ReViral also conducted a blinded multiple ascending dose (MAD) study in the UK evaluating the safety and PK of RV521 on three cohorts of healthy volunteers (175, 250 and 350 mg of RV521) dosed orally twice a day for five consecutive days. Each of the dose cohorts consisted of six subjects who received RV521 and two who received a placebo. There were no significant adverse events reported in any subject at any dose level. Optimal RV521 exposure was rapidly achieved with an excellent half-life and was consistent with predicted values modelled from the SAD data.
“The results of our Phase 1 clinical trials show that RV521 is potentially a best in class inhibitor of RSV with good exposure at low doses and no significant adverse events. I am very pleased that we have shown that RV521 can be administered simply by the oral route as, during infection, RSV causes a large amount of mucus to be produced limiting other methods of delivery. We are looking forward to starting our Phase 2a study next quarter” stated Ken Powell, PhD, Chairman of ReViral.
Notes to Editors
ReViral is an antiviral drug discovery, and development company focused on novel treatments for diseases caused by the respiratory syncytial virus (RSV).

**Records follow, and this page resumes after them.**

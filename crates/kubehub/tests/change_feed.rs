#![forbid(unsafe_code)]

use std::sync::Arc;
use std::time::Duration;

use gantry_core::{ChangeEvent, ChangeKind, Cluster, Route};
use gantry_kubehub::{spawn_change_feed, FeedConfig, FeedError, FeedHealth, FeedState, MemoryStore};
use serde_json::json;
use tokio::sync::mpsc;
use tokio_util::sync::CancellationToken;

fn fast_config() -> FeedConfig {
    FeedConfig { backoff_base: Duration::from_millis(5), backoff_max: Duration::from_millis(20), queue_cap: 64 }
}

async fn next<T>(rx: &mut mpsc::Receiver<ChangeEvent<T>>) -> ChangeEvent<T> {
    tokio::time::timeout(Duration::from_secs(2), rx.recv())
        .await
        .expect("timed out waiting for change event")
        .expect("feed closed")
}

#[tokio::test]
async fn lists_then_streams_deltas() {
    let store = Arc::new(MemoryStore::new());
    store.put("routes", "a", json!({"clusterId": "c1"}));
    store.put("routes", "b", json!({}));
    let health = FeedHealth::new();
    let cancel = CancellationToken::new();
    let (mut rx, handle) = spawn_change_feed::<Route>(store.clone(), fast_config(), health.clone(), cancel.clone());

    let mut listed = Vec::new();
    loop {
        match next(&mut rx).await {
            ChangeEvent::Listed(r) => listed.push(r.id.to_string()),
            ChangeEvent::Synced => break,
            other => panic!("unexpected event before sync: {:?}", other),
        }
    }
    assert_eq!(listed, vec!["a", "b"]);
    assert_eq!(health.get(gantry_core::ResourceKind::Route), Some(FeedState::Live));

    store.put("routes", "c", json!({}));
    store.put("routes", "a", json!({"clusterId": "c2"}));
    store.delete("routes", "b");
    assert!(matches!(next(&mut rx).await, ChangeEvent::Created(r) if r.id.as_str() == "c"));
    match next(&mut rx).await {
        ChangeEvent::Updated(r) => assert_eq!(r.cluster_id.unwrap().as_str(), "c2"),
        other => panic!("expected update, got {:?}", other),
    }
    match next(&mut rx).await {
        ChangeEvent::Deleted { id, previous } => {
            assert_eq!(id.as_str(), "b");
            assert!(previous.is_some());
        }
        other => panic!("expected delete, got {:?}", other),
    }

    cancel.cancel();
    assert!(handle.await.unwrap().is_ok());
}

#[tokio::test]
async fn terminated_feed_is_interrupted_and_relisted() {
    let store = Arc::new(MemoryStore::new());
    store.put("clusters", "c1", json!({}));
    let cancel = CancellationToken::new();
    let (mut rx, _handle) = spawn_change_feed::<Cluster>(store.clone(), fast_config(), FeedHealth::new(), cancel.clone());

    assert_eq!(next(&mut rx).await.kind(), ChangeKind::Listed);
    assert_eq!(next(&mut rx).await.kind(), ChangeKind::Synced);

    store.terminate_feeds("clusters");
    // Written while the adapter is reconnecting; must show up in the relist.
    store.put("clusters", "c2", json!({}));
    assert_eq!(next(&mut rx).await.kind(), ChangeKind::Interrupted);

    let mut relisted = Vec::new();
    loop {
        match next(&mut rx).await {
            ChangeEvent::Listed(c) => relisted.push(c.id.to_string()),
            // The write may also be observed on the reopened feed before the listing.
            ChangeEvent::Created(c) => relisted.push(c.id.to_string()),
            ChangeEvent::Synced => break,
            other => panic!("unexpected event during relist: {:?}", other),
        }
    }
    relisted.sort();
    relisted.dedup();
    assert_eq!(relisted, vec!["c1", "c2"]);
    cancel.cancel();
}

#[tokio::test]
async fn key_only_deletes_carry_no_previous() {
    let store = Arc::new(MemoryStore::new().without_pre_images());
    store.put("routes", "a", json!({"clusterId": "c1"}));
    let cancel = CancellationToken::new();
    let (mut rx, _handle) = spawn_change_feed::<Route>(store.clone(), fast_config(), FeedHealth::new(), cancel.clone());
    assert_eq!(next(&mut rx).await.kind(), ChangeKind::Listed);
    assert_eq!(next(&mut rx).await.kind(), ChangeKind::Synced);

    assert!(store.delete("routes", "a").is_some());
    match next(&mut rx).await {
        ChangeEvent::Deleted { id, previous } => {
            assert_eq!(id.as_str(), "a");
            assert!(previous.is_none());
        }
        other => panic!("expected delete, got {:?}", other),
    }
    cancel.cancel();
}

#[tokio::test]
async fn malformed_documents_are_dropped() {
    let store = Arc::new(MemoryStore::new());
    store.put("routes", "good", json!({"order": 1}));
    store.put("routes", "bad", json!({"order": "first"}));
    let cancel = CancellationToken::new();
    let (mut rx, _handle) = spawn_change_feed::<Route>(store.clone(), fast_config(), FeedHealth::new(), cancel.clone());

    assert!(matches!(next(&mut rx).await, ChangeEvent::Listed(r) if r.id.as_str() == "good"));
    assert_eq!(next(&mut rx).await.kind(), ChangeKind::Synced);

    store.put("routes", "worse", json!("just a string"));
    store.put("routes", "fine", json!({}));
    assert!(matches!(next(&mut rx).await, ChangeEvent::Created(r) if r.id.as_str() == "fine"));
    cancel.cancel();
}

#[tokio::test]
async fn fatal_error_fails_health_and_ends_task() {
    let store = Arc::new(MemoryStore::new());
    store.put("certificates", "cert", json!({"hosts": ["a.example"]}));
    let health = FeedHealth::new();
    let (mut rx, handle) =
        spawn_change_feed::<gantry_core::Certificate>(store.clone(), fast_config(), health.clone(), CancellationToken::new());

    assert_eq!(next(&mut rx).await.kind(), ChangeKind::Listed);
    assert_eq!(next(&mut rx).await.kind(), ChangeKind::Synced);

    store.fail_collection("certificates", "permission denied");
    assert_eq!(next(&mut rx).await.kind(), ChangeKind::Interrupted);

    let res = tokio::time::timeout(Duration::from_secs(2), handle).await.unwrap().unwrap();
    assert!(matches!(res, Err(FeedError::Fatal { .. })));
    assert!(rx.recv().await.is_none());
    assert_eq!(
        health.get(gantry_core::ResourceKind::Certificate),
        Some(FeedState::Failed { reason: "permission denied".into() })
    );
    assert!(!health.is_ready());
}

#[tokio::test]
async fn cancellation_ends_stream_cleanly() {
    let store = Arc::new(MemoryStore::new());
    let cancel = CancellationToken::new();
    let (mut rx, handle) = spawn_change_feed::<Route>(store, fast_config(), FeedHealth::new(), cancel.clone());
    assert_eq!(next(&mut rx).await.kind(), ChangeKind::Synced);
    cancel.cancel();
    assert!(handle.await.unwrap().is_ok());
    assert!(rx.recv().await.is_none());
}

Founded in 2011, ReViral has an experienced R&D leadership team with a successful track record in antiviral drug discovery and development. The company has developed a novel antiviral programme targeting RSV fusion with highly potent, orally bioavailable inhibitors, strong drug-like characteristics and good pharmacokinetic properties offering versatility in route of administration. ReViral’s Phase 1 clinical trial will include Japanese volunteers. The Japanese pharmaceutical market is the second largest behind the US, and information obtained from Japanese volunteers is essential to ensure rapid future development.
In 2012 ReViral won a significant Seeding Drug Discovery Award from the Wellcome Trust to develop its RSV fusion inhibitors to completion of IND filing. The company also has an RSV replication programme at an earlier stage of development and plans to expand its pipeline. In September 2015, ReViral completed a $21 million Series A funding round from a group of leading venture capital investors including Edmond de Rothschild Investment Partners, OrbiMed, and Brace Pharma Capital.
RSV causes substantial mortality and morbidity among infants and children under the age of 2 years, with an estimated annual incidence >3.5 million in the USA. Worldwide mortality rates in children under five years of age are estimated at 200,000, and there are infant deaths occurring in the US every year with reported numbers ranging from 500-4,500.
Bronchiolitis, due to RSV, is the most common cause of hospitalisation among infants during the first 12 months of life, and an estimated 310,000 cases of children under five are hospitalised per annum in the United States and EU. There is also a strong association between RSV infection in infants and recurrent wheezing, as well as reported increased rates of asthma, later in childhood. Infection in young adults also occurs, but both the frequency and severity are lower than that observed in young children.
RSV causes a significant disease burden in the elderly particularly those with respiratory or cardiac co-morbidities. RSV is a leading cause of morbidity and mortality in this population, with an estimated 175,000 hospitalisations and 10,000 deaths in the US annually.
RSV poses a serious threat to adult patients who are immunosuppressed following lung or haemopoietic stem cell transplantation (SCT) with a reported 10-17% of SCT patients contracting RSV. Adults with chronic respiratory disease are a high-risk population, with over 25% of patients with chronic obstructive pulmonary disease (COPD) diagnosed with RSV during exacerbations, which can lead to serious often fatal pneumonia.